Every line below between the one holding "accumulate in an" and the one holding "pub use emit::CodeBuf;", inclusive, should be copied exactly, and no other line.

◆ **ENTRIES SHOWN**
================

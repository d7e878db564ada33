//! ATC code generator: abstract instruction streams to ledger-VM machine code.
//!
//! # Architecture
//!
//! The backend takes a [`ContractUnit`](atc_ir::ContractUnit) from the
//! front-end and produces a flat little-endian code image plus symbol tables:
//!
//! 1. [`alloc`] walks the field declarations and assigns every persistent
//!    word its address, reserves the two prologue words, and fixes the
//!    shared temp-region base.
//! 2. [`stack`] simulates the source operand stack per method, deciding for
//!    each value which address or literal it resolves to, and drives the
//!    [`emit`] buffer. Recognized base-API calls go through the closed
//!    [`intrinsics`] table.
//! 3. [`link`] lays the fixed dispatch prologue at offset 0, concatenates
//!    the method buffers, and backfills every pending call site in a second
//!    pass.
//!
//! Errors never abort compilation: they accumulate in an
//! [`ErrorSink`](atc_ir::ErrorSink) and the caller gets the full set next to
//! whatever partial output exists.

pub mod alloc;
pub mod compiler;
pub mod emit;
pub mod intrinsics;
pub mod link;
pub mod stack;

pub use alloc::{DataLayout, FieldSlot, TempAlloc, RESERVED_LAST_TX, RESERVED_LAST_TX_TIMESTAMP};
pub use compiler::{compile, CompileOutput, CompilerContext};
pub use emit::CodeBuf;
pub use link::{CompiledProgram, PendingCall, PROLOGUE_BYTES};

================

◆ **EXERCISE RESULT**
//! Errors never abort compilation: they accumulate in an
//! [`ErrorSink`](atc_ir::ErrorSink) and the caller gets the full set next to
//! whatever partial output exists.

pub mod alloc;
pub mod compiler;
pub mod emit;
pub mod intrinsics;
pub mod link;
pub mod stack;

pub use alloc::{DataLayout, FieldSlot, TempAlloc, RESERVED_LAST_TX, RESERVED_LAST_TX_TIMESTAMP};
pub use compiler::{compile, CompileOutput, CompilerContext};
pub use emit::CodeBuf;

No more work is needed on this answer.